1970年代に本格的に欧米で導入が進み、改良が重ねられてきた低用量ピル。生理痛や子宮内膜症の予防などに効果があり、長年服用しても妊娠に特に影響はないことも分かってきた。しかし、日本ではピルの効能や使用法などが、まだ十分に知られていない。“ジェンダー平等”の影で苦しんできた女性たちの間で今、低用量ピルが注目されている。
那覇市の30代の会社員女性は仕事に支障を来すほど、月経前症候群(PMS)の症状に苦しんできた。女性が自身のPMSに気づいたのは20代前半。交際していたパートナーの男性からの指摘だった。「一定期間の言動がおかしい、情緒不安定だ」と言われ、生理前にそうなると気づいた。「振り返れば、10代の時も感情的になって周囲に心配をかけていた」
女性は生理周期が25日で、時期によっては月2回の生理がある。PMSのせいで、一日中だるくて起きられず、急に仕事を休まざるを得ないこともあった。月の半分はPMSと生理で不調。生理痛にも苦しみ、鎮痛薬が手放せなかった。
市販のハーブや漢方では効果がなく、20代後半に近所の産婦人科へ。男性医師から「気分の問題」と言われてショックを受けた。女医のクリニックに電話しても、予約は数カ月待ちで「途方に暮れた」。
誰にも悩みを打ち明けられず、一人で抱え込んだ。
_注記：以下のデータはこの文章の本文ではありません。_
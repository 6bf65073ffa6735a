use std::io::stdout;
use std::process::ExitCode;

use anstream::{eprintln, stream::IsTerminal};
use camino::Utf8PathBuf;
use clap::{Parser, ValueEnum};
use clap_verbosity_flag::InfoLevel;
use reposcope_core::collector::CollectorCore;
use reposcope_core::context::RunContext;
use reposcope_core::duration::parse_duration;
use reposcope_core::opts::{Anonymize, CollectorOpts};
use reposcope_core::pipeline::Pipeline;
use reposcope_core::registry::CollectorRegistry;
use tracing_indicatif::IndicatifLayer;
use tracing_subscriber::layer::SubscriberExt as _;
use tracing_subscriber::util::SubscriberInitExt as _;
use tracing_subscriber::EnvFilter;

mod config;
mod sink;

use config::Config;
use sink::{JsonLinesSink, PlainSink, Sink};

/// Scans a repository for architectural, ownership, and dependency-health
/// signals across several independent collectors.
#[derive(Parser)]
#[command(about, version)]
struct App {
    /// The repository root to scan. Defaults to the current directory.
    #[arg(default_value = ".")]
    repo_path: Utf8PathBuf,

    /// The output format to emit.
    #[arg(long, value_enum, default_value_t)]
    format: OutputFormat,

    /// Signals below this confidence are omitted.
    #[arg(long)]
    min_confidence: Option<f64>,

    /// Glob patterns (repeatable) restricting which paths are scanned.
    #[arg(long = "include")]
    include_patterns: Vec<String>,

    /// Glob patterns (repeatable) excluding paths from scanning.
    #[arg(long = "exclude")]
    exclude_patterns: Vec<String>,

    /// How far back a commit walk may look, e.g. `"90d"`.
    #[arg(long)]
    git_since: Option<String>,

    /// The maximum number of commits a commit walk may visit.
    #[arg(long)]
    git_depth: Option<usize>,

    /// Include closed issues and merged/closed pull requests.
    #[arg(long)]
    include_closed: bool,

    /// How far back closed issues/PRs are still considered, e.g. `"180d"`.
    #[arg(long)]
    history_depth: Option<String>,

    /// The staleness cutoff for dependency push-activity checks, e.g. `"180d"`.
    #[arg(long)]
    staleness_threshold: Option<String>,

    /// The maximum number of issues/PRs a GitHub collector will return.
    #[arg(long, default_value_t = 100)]
    max_issues: usize,

    /// Author-anonymization policy.
    #[arg(long, value_enum, default_value_t)]
    anonymize: CliAnonymize,

    /// Include `examples/`, `example/`, `demo/`, `samples/` paths in
    /// lottery-risk output.
    #[arg(long)]
    include_demo_paths: bool,

    /// The configuration file to load.
    #[arg(short, long, default_value = ".reposcope.yml")]
    config: Utf8PathBuf,

    /// Don't show progress bars, even if the terminal supports them.
    #[arg(long)]
    no_progress: bool,

    #[command(flatten)]
    verbose: clap_verbosity_flag::Verbosity<InfoLevel>,
}

#[derive(Copy, Clone, Debug, Default, ValueEnum)]
enum OutputFormat {
    #[default]
    Plain,
    Json,
}

#[derive(Copy, Clone, Debug, Default, ValueEnum)]
enum CliAnonymize {
    Always,
    Never,
    #[default]
    Auto,
}

impl From<CliAnonymize> for Anonymize {
    fn from(value: CliAnonymize) -> Self {
        match value {
            CliAnonymize::Always => Anonymize::Always,
            CliAnonymize::Never => Anonymize::Never,
            CliAnonymize::Auto => Anonymize::Auto,
        }
    }
}

#[tokio::main]
async fn main() -> ExitCode {
    let app = App::parse();

    let indicatif_layer = IndicatifLayer::new();
    let filter = EnvFilter::builder()
        .with_default_directive(app.verbose.tracing_level_filter().into())
        .from_env()
        .expect("failed to parse RUST_LOG");

    tracing_subscriber::registry()
        .with(filter)
        .with(
            tracing_subscriber::fmt::layer()
                .without_time()
                .with_writer(indicatif_layer.get_stderr_writer()),
        )
        .with(indicatif_layer)
        .init();

    match run(app).await {
        Ok(code) => code,
        Err(err) => {
            eprintln!("reposcope: {err:#}");
            ExitCode::FAILURE
        }
    }
}

async fn run(app: App) -> anyhow::Result<ExitCode> {
    let config = Config::load(&app.config)?;
    let opts = build_opts(&app, config)?;

    let ctx = RunContext::default();
    let ctx_for_signal = ctx.clone();
    tokio::spawn(async move {
        if tokio::signal::ctrl_c().await.is_ok() {
            ctx_for_signal.cancel();
        }
    });

    let mut registry = CollectorRegistry::new();
    registry.register(
        reposcope_coupling::CouplingCollector::name(),
        Box::new(reposcope_coupling::CouplingCollector),
    );
    registry.register(
        reposcope_deadcode::DeadCodeCollector::name(),
        Box::new(reposcope_deadcode::DeadCodeCollector),
    );
    registry.register(reposcope_clones::CloneCollector::name(), Box::new(reposcope_clones::CloneCollector));
    registry.register(
        reposcope_ownership::OwnershipCollector::name(),
        Box::new(reposcope_ownership::OwnershipCollector),
    );
    registry.register(reposcope_gitlog::GitLogCollector::name(), Box::new(reposcope_gitlog::GitLogCollector));
    registry.register(
        reposcope_confdrift::ConfDriftCollector::name(),
        Box::new(reposcope_confdrift::ConfDriftCollector),
    );
    registry.register(
        reposcope_dephealth::DepHealthCollector::name(),
        Box::new(reposcope_dephealth::DepHealthCollector),
    );
    registry.register(reposcope_github::GitHubCollector::name(), Box::new(reposcope_github::GitHubCollector));

    let pipeline = Pipeline::new(&registry);
    let report = pipeline.run(&ctx, &app.repo_path, &opts).await?;

    for (name, err) in report.failed() {
        tracing::warn!(collector = name, error = %err, "collector did not complete");
    }

    let stdout = stdout();
    let mut handle = stdout.lock();
    match app.format {
        OutputFormat::Json => JsonLinesSink.emit(&report.signals, &mut handle)?,
        OutputFormat::Plain => {
            let color = !app.no_progress && std::io::stdout().is_terminal();
            PlainSink { color }.emit(&report.signals, &mut handle)?;
        }
    }

    Ok(ExitCode::SUCCESS)
}

fn build_opts(app: &App, config: Option<Config>) -> anyhow::Result<CollectorOpts> {
    let config = config.unwrap_or_default();

    let min_confidence = app.min_confidence.or(config.min_confidence).unwrap_or(0.0);
    let include_patterns = if app.include_patterns.is_empty() {
        config.include_patterns
    } else {
        app.include_patterns.clone()
    };
    let exclude_patterns = if app.exclude_patterns.is_empty() {
        config.exclude_patterns
    } else {
        app.exclude_patterns.clone()
    };
    let git_since = app
        .git_since
        .as_deref()
        .or(config.git_since.as_deref())
        .map(parse_duration)
        .transpose()?;
    let git_depth = app.git_depth.or(config.git_depth);
    let include_closed = app.include_closed || config.include_closed.unwrap_or(false);
    let history_depth = app
        .history_depth
        .as_deref()
        .or(config.history_depth.as_deref())
        .map(parse_duration)
        .transpose()?;
    let staleness_threshold = app
        .staleness_threshold
        .as_deref()
        .or(config.staleness_threshold.as_deref())
        .map(parse_duration)
        .transpose()?;
    let max_issues = if app.max_issues != 100 { app.max_issues } else { config.max_issues.unwrap_or(100) };
    let anonymize = config
        .anonymize
        .as_deref()
        .map(Anonymize::from_str_loose)
        .unwrap_or_else(|| app.anonymize.into());
    let include_demo_paths = app.include_demo_paths || config.include_demo_paths.unwrap_or(false);

    Ok(CollectorOpts {
        min_confidence,
        include_patterns,
        exclude_patterns,
        git_root: None,
        git_since,
        git_depth,
        include_closed,
        history_depth,
        staleness_threshold,
        max_issues,
        anonymize,
        include_demo_paths,
        progress: None,
        ..CollectorOpts::default()
    })
}

#[cfg(test)]
mod tests {
    use super::*;

    #[test]
    fn cli_flags_override_config() {
        let app = App::parse_from(["reposcope", "--min-confidence", "0.7"]);
        let config = Config {
            min_confidence: Some(0.2),
            ..Default::default()
        };
        let opts = build_opts(&app, Some(config)).unwrap();
        assert_eq!(opts.min_confidence, 0.7);
    }

    #[test]
    fn config_fills_in_absent_cli_flags() {
        let app = App::parse_from(["reposcope"]);
        let config = Config {
            min_confidence: Some(0.35),
            ..Default::default()
        };
        let opts = build_opts(&app, Some(config)).unwrap();
        assert_eq!(opts.min_confidence, 0.35);
    }
}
インターネットのコミュニティーでPMSに関するグループを見つけ、つらい思いを吐き出した。最近になって、生理を4カ月に1回まで減らせる低用量ピルを知り、37歳で服用を始めた。現在は、仕事の休みに合わせて生理をコントロールしている。体調は大幅に改善し、仕事に差し障ることもなくなった。
PMSを抱えながら社会生活を送る大変さを体験した女性は「ジェンダー平等は女性の心身の健康の問題と切り離すことはできない。男性と同じくらい女性も働く時代になったけれど、我慢している人はたくさんいると思う」と話す。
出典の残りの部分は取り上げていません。